What we’re watching is how people are responding. If there are 25 per cent of people who would not have qualified for a mortgage, they have more than one way of responding. One is they’ll just say, “Okay. I’m priced out.” What they’re really saying is, “I still want a house some day, so I will keep saving and maybe it will be a year or two from now.” If they’re in a normal market, houses aren’t really going up fast in price. They can still make a plan.
The second way is people are saying, “I can afford a smaller house. I can’t afford that beauty I have my eye on. I can afford something smaller or something located in a less expensive neighbourhood.” People are adjusting that way.
What we can see is that people are not stopping. They’re adapting to the rules, and those rules are achieving their purpose. So the quality of debt that’s being issued has improved quite a lot.
I go back to the earlier question. The debt as a share of income went up so much not because each individual was adding to their debt load, but because new people who were entering the indebted group were taking on very high levels of debt in order to buy a house. That’s part of that affordability phenomenon and fear of missing out. If the price of houses is going up by 10 or 15 per cent, you will be priced out of the market for that reason, not because of the stress test.
The other thing that has happened is that has rolled over and those pressures are gone, so you have a more normal functioning housing market. That is beneficial to people who are trying to make a life plan.
All that to say, obviously, it’s a very complicated answer. There’s a lot going on in your question. I think that once people digest this and make their new plan, we’re going to see a return to growth in the housing market in the second half of this year.
Senator Day: The stress test that’s being applied right now is 200 basis points in addition to whatever the interest rate is on the proposed mortgage. Do you see a reduction or elimination of that stress test? Has it achieved its purpose?
Mr. Poloz: It’s really not our stress test. We’re part of the group that advises the minister and OSFI on these things.
I think it was designed for the situation we’re in. Everybody’s open to watching it and seeing how it should evolve through time, but for the moment, we still have very low interest rates.
In other countries they’ve taken much bigger stress tests in order to guard against the risks that we’re talking about. Basel will be able to collect international experience across these policies.
Macroprudential policy is the new tool. We needed that new tool because interest rates had to be low for so long, they were creating side effects like these. They were, obviously, beyond the central bank’s responsibility to control. If we tried to control debt with our interest rate, we would have to cause a recession to slow down debt. That would, of course, mean we wouldn’t achieve our inflation target. So we can’t do all those things with one tool.

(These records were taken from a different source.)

//! Command-line arguments.
//!
//! Argument structs stay clap-specific and convert into the core parameter
//! types, which carry raw strings and are validated by the core:
//!
//! ```text
//! User Input → CLI Args (clap) → Core Params → Business Logic
//! ```

use std::path::PathBuf;

use clap::{Args as ClapArgs, Parser, Subcommand, ValueEnum};
use timeblock_core::{CreateTask, Outcome, PostponeTask, TaskTimeUpdate};

/// Time blocking for deep and shallow work
///
/// Schedule work in 15-minute aligned blocks, review days and weeks, and ask
/// a language model to propose a schedule that is checked against what is
/// already booked before anything is saved.
#[derive(Parser)]
#[command(version, about, name = "tb")]
pub struct Args {
    /// Path to the SQLite database file. Defaults to
    /// $XDG_DATA_HOME/timeblock/timeblock.db
    #[arg(long, global = true)]
    pub database_file: Option<PathBuf>,

    /// Path to the configuration file. Defaults to
    /// $XDG_CONFIG_HOME/timeblock/config.toml
    #[arg(long, global = true)]
    pub config: Option<PathBuf>,

    /// Disable colored output and use plain text
    #[arg(long, global = true)]
    pub no_color: bool,

    #[command(subcommand)]
    pub command: Option<Commands>,
}

/// Available commands. Without one, today's schedule is shown.
#[derive(Subcommand)]
pub enum Commands {
    /// Schedule a new block
    #[command(alias = "a")]
    Add(AddArgs),
    /// Show the tasks of one day
    #[command(alias = "d")]
    Day(DayArgs),
    /// Show a week with its deep/shallow summary
    #[command(alias = "w")]
    Week(WeekArgs),
    /// Show the next start time inside working hours
    #[command(alias = "n")]
    Next,
    /// Cancel a scheduled task
    Cancel(IdArgs),
    /// Move a task to another date and time, keeping a link to the original
    Postpone(PostponeArgs),
    /// Record how a finished block went
    Outcome(OutcomeArgs),
    /// Change a task's description
    Edit(EditArgs),
    /// Change a task's start and end on the same date
    #[command(alias = "mv")]
    Move(MoveArgs),
    /// Ask the planning assistant for a schedule
    #[command(alias = "p")]
    Plan(PlanArgs),
}

#[derive(ClapArgs)]
pub struct AddArgs {
    /// What the block is for
    pub description: String,
    /// deep or shallow
    #[arg(short, long, default_value = "deep")]
    pub category: String,
    /// Date as YYYY-MM-DD; today when omitted
    #[arg(short, long)]
    pub date: Option<String>,
    /// Start time as HH:MM
    #[arg(short, long)]
    pub start: String,
    /// End time as HH:MM
    #[arg(short, long)]
    pub end: String,
}

impl From<AddArgs> for CreateTask {
    fn from(val: AddArgs) -> Self {
        CreateTask {
            description: val.description,
            category: val.category,
            scheduled_date: val.date,
            scheduled_start: val.start,
            scheduled_end: val.end,
        }
    }
}

#[derive(ClapArgs)]
pub struct DayArgs {
    /// Date as YYYY-MM-DD; today when omitted
    #[arg(short, long)]
    pub date: Option<String>,
}

#[derive(ClapArgs)]
pub struct WeekArgs {
    /// Any date inside the week; this week when omitted
    #[arg(short, long)]
    pub date: Option<String>,
    /// Also outline the previous and next week
    #[arg(long)]
    pub window: bool,
}

#[derive(ClapArgs)]
pub struct IdArgs {
    /// Task ID
    pub id: u64,
}

#[derive(ClapArgs)]
pub struct PostponeArgs {
    /// Task ID
    pub id: u64,
    /// New date as YYYY-MM-DD
    #[arg(short, long)]
    pub date: String,
    /// New start time as HH:MM
    #[arg(short, long)]
    pub start: String,
    /// New end time as HH:MM
    #[arg(short, long)]
    pub end: String,
}

impl From<PostponeArgs> for PostponeTask {
    fn from(val: PostponeArgs) -> Self {
        PostponeTask {
            id: val.id,
            scheduled_date: val.date,
            scheduled_start: val.start,
            scheduled_end: val.end,
        }
    }
}

#[derive(ClapArgs)]
pub struct OutcomeArgs {
    /// Task ID
    pub id: u64,
    pub outcome: OutcomeArg,
}

/// How long a block actually took compared to its slot.
#[derive(Copy, Clone, PartialEq, Eq, ValueEnum)]
pub enum OutcomeArg {
    /// Finished within the slot
    #[value(name = "on_time", alias = "on-time")]
    OnTime,
    /// Ran past the slot
    Over,
    /// Finished early
    Under,
}

impl From<OutcomeArg> for Outcome {
    fn from(val: OutcomeArg) -> Self {
        match val {
            OutcomeArg::OnTime => Outcome::OnTime,
            OutcomeArg::Over => Outcome::Over,
            OutcomeArg::Under => Outcome::Under,
        }
    }
}

#[derive(ClapArgs)]
pub struct EditArgs {
    /// Task ID
    pub id: u64,
    /// New description
    pub description: String,
}

#[derive(ClapArgs)]
pub struct MoveArgs {
    /// Task ID
    pub id: u64,
    /// New start time as HH:MM
    #[arg(short, long)]
    pub start: String,
    /// New end time as HH:MM
    #[arg(short, long)]
    pub end: String,
}

impl From<MoveArgs> for TaskTimeUpdate {
    fn from(val: MoveArgs) -> Self {
        TaskTimeUpdate {
            id: val.id,
            scheduled_start: val.start,
            scheduled_end: val.end,
        }
    }
}

#[derive(ClapArgs)]
pub struct PlanArgs {
    /// What to plan, in plain words
    pub intent: String,
    /// Re-prompts allowed when a proposal fails validation; defaults to the
    /// configured value
    #[arg(long)]
    pub max_retries: Option<usize>,
    /// Save the first valid proposal without asking
    #[arg(short, long)]
    pub yes: bool,
}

Senator Day: Or the employment.
Mr. Poloz: Or the employment.
The Chair: Senator Day, you thought that was a straightforward question.
Senator Bellemare: First, I have a question for Mr. Poloz and then another for Ms. Wilkins. I will begin with the first, regarding the risks associated with inflation. Your economic growth forecasts are quite pessimistic for 2019. In your report, you refer to inflation around the target, or 2 per cent, but it is a bit below the target for the first quarter, at 1.7 per cent.
I would like to hear your comments on the risks associated with the outlook for inflation. At first glance, it would seem that there are risks in which inflation would be better controlled than at a level of 2 per cent or that it might even be lower. I would like to hear more from you on the risks associated with inflation.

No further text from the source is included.